That’s the positive side. The dark side is modern society’s slide towards maintaining relationships through technology, rather than face-to-face interaction. Ironically, more friends on social media means more time spent alone in front of a screen. High users of technology tend to be lonely, according to the research. Education through technology is another area that Pinker devotes considerable time to. She convincingly argues that the move towards more computer use and less face-to-face teaching has resulted in poorer educational outcomes. The information superhighway, some 20 years old now, was supposed to lift academic achievement across the board. Instead school results have remained stagnant, even fallen back slightly according to some studies.

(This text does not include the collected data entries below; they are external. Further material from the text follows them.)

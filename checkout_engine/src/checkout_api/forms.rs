//! Request payloads of the checkout operations, and their validation.
use std::{fmt::Display, sync::OnceLock};

use regex::Regex;
use serde::{Deserialize, Serialize};

use crate::db_types::{payment_method_slug, OrderId};

const PHONE_PATTERN: &str = r"^\+?[0-9 ()-]{7,20}$";
const EMAIL_PATTERN: &str = r"^[^@\s]+@[^@\s]+\.[^@\s]+$";

fn matches(cell: &'static OnceLock<Option<Regex>>, pattern: &str, value: &str) -> bool {
    cell.get_or_init(|| Regex::new(pattern).ok()).as_ref().is_some_and(|re| re.is_match(value))
}

fn is_valid_phone(phone: &str) -> bool {
    static PHONE: OnceLock<Option<Regex>> = OnceLock::new();
    matches(&PHONE, PHONE_PATTERN, phone)
}

fn is_valid_email(email: &str) -> bool {
    static EMAIL: OnceLock<Option<Regex>> = OnceLock::new();
    matches(&EMAIL, EMAIL_PATTERN, email)
}

#[derive(Debug, Clone, Default, PartialEq, Eq, Serialize, Deserialize)]
pub struct ClientForm {
    /// Full name
    pub fio: String,
    pub phone: String,
}

#[derive(Debug, Clone, Default, PartialEq, Eq, Serialize, Deserialize)]
pub struct PlaceForm {
    #[serde(default)]
    pub code: String,
    #[serde(default)]
    pub name: String,
}

#[derive(Debug, Clone, Default, PartialEq, Eq, Serialize, Deserialize)]
pub struct DeliveryForm {
    pub method: String,
    pub city: PlaceForm,
    pub address: PlaceForm,
    #[serde(default)]
    pub custom_address: bool,
}

#[derive(Debug, Clone, Default, PartialEq, Eq, Serialize, Deserialize)]
pub struct PaymentForm {
    pub method: String,
    #[serde(default)]
    pub company: String,
    #[serde(default)]
    pub tax_id: String,
    #[serde(default)]
    pub email: String,
    #[serde(default)]
    pub parts_count: Option<u32>,
}

#[derive(Debug, Clone, Default, PartialEq, Eq, Serialize, Deserialize)]
pub struct OrderItemForm {
    pub product_id: i64,
    pub count: i64,
    /// The unit price the customer saw, in cents
    pub price: i64,
}

#[derive(Debug, Clone, Default, PartialEq, Eq, Serialize, Deserialize)]
pub struct OrderForm {
    /// Total order cost in cents, as shown to the customer
    pub cost: i64,
    pub items: Vec<OrderItemForm>,
}

/// The submitted cart.
#[derive(Debug, Clone, Default, PartialEq, Eq, Serialize, Deserialize)]
pub struct CheckoutForm {
    pub client: ClientForm,
    pub delivery: DeliveryForm,
    pub payment: PaymentForm,
    pub order: OrderForm,
    #[serde(default)]
    pub comment: String,
    #[serde(default)]
    pub do_not_call: bool,
}

#[derive(Debug, Clone, PartialEq, Eq)]
pub struct FormErrors(pub Vec<String>);

impl Display for FormErrors {
    fn fmt(&self, f: &mut std::fmt::Formatter<'_>) -> std::fmt::Result {
        f.write_str(&self.0.join("; "))
    }
}

impl CheckoutForm {
    /// Checks the form without consulting any catalog. All problems are reported at once.
    pub fn validate(&self) -> Result<(), FormErrors> {
        let mut errors = Vec::new();
        if self.client.fio.trim().is_empty() {
            errors.push("client name is required".to_string());
        }
        if self.client.phone.trim().is_empty() {
            errors.push("client phone is required".to_string());
        } else if !is_valid_phone(self.client.phone.trim()) {
            errors.push(format!("'{}' is not a valid phone number", self.client.phone));
        }
        if self.delivery.method.trim().is_empty() {
            errors.push("delivery method is required".to_string());
        }
        if self.delivery.city.code.trim().is_empty() || self.delivery.city.name.trim().is_empty() {
            errors.push("delivery city code and name are required".to_string());
        }
        if self.delivery.address.name.trim().is_empty() {
            errors.push("delivery address is required".to_string());
        }
        self.validate_payment(&mut errors);
        if self.order.cost < 1 {
            errors.push("order cost must be positive".to_string());
        }
        if self.order.items.is_empty() {
            errors.push("the order has no items".to_string());
        }
        for (i, item) in self.order.items.iter().enumerate() {
            if item.product_id < 1 {
                errors.push(format!("item {i}: invalid product id {}", item.product_id));
            }
            if item.count < 1 || item.count > i64::from(u32::MAX) {
                errors.push(format!("item {i}: invalid quantity {}", item.count));
            }
            if item.price < 1 {
                errors.push(format!("item {i}: price must be positive"));
            }
        }
        if errors.is_empty() {
            Ok(())
        } else {
            Err(FormErrors(errors))
        }
    }

    fn validate_payment(&self, errors: &mut Vec<String>) {
        let payment = &self.payment;
        match payment.method.trim() {
            "" => errors.push("payment method is required".to_string()),
            payment_method_slug::PAY_IN => {
                if payment.company.trim().is_empty() {
                    errors.push("company is required for invoice payments".to_string());
                }
                if payment.tax_id.trim().is_empty() {
                    errors.push("tax id is required for invoice payments".to_string());
                }
                if !is_valid_email(payment.email.trim()) {
                    errors.push("a valid email is required for invoice payments".to_string());
                }
            },
            payment_method_slug::PARTS_PAY => {
                if payment.parts_count.unwrap_or(0) < 1 {
                    errors.push("the number of installments is required".to_string());
                }
            },
            _ => {},
        }
    }
}

#[derive(Debug, Clone, Copy, PartialEq, Eq, Serialize, Deserialize)]
pub struct OrderIdForm {
    pub order_id: OrderId,
}

#[derive(Debug, Clone, PartialEq, Eq, Serialize, Deserialize)]
pub struct TransactionIdForm {
    pub transaction_id: String,
}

The Village Effect is both depressing and inspiring. It’s depressing because of the world’s inexorable slide into using text and Facebook to conduct relationships (research shows that teens prefer texting to talking face-to-face because they find it too confronting.) It's Inspiring because it shows how face-to-face relationships and human contact have the power to enormously improve our lives. In a world rendered more artificial and spiritually thin through computer technology, harnessing this simple fact can give you an incredible advantage.
Susan Pinker’s book is solidly researched and substantial. Best of all, it’s a triumph of common sense over the received wisdom that only technology has the power to make great improvements in our lives.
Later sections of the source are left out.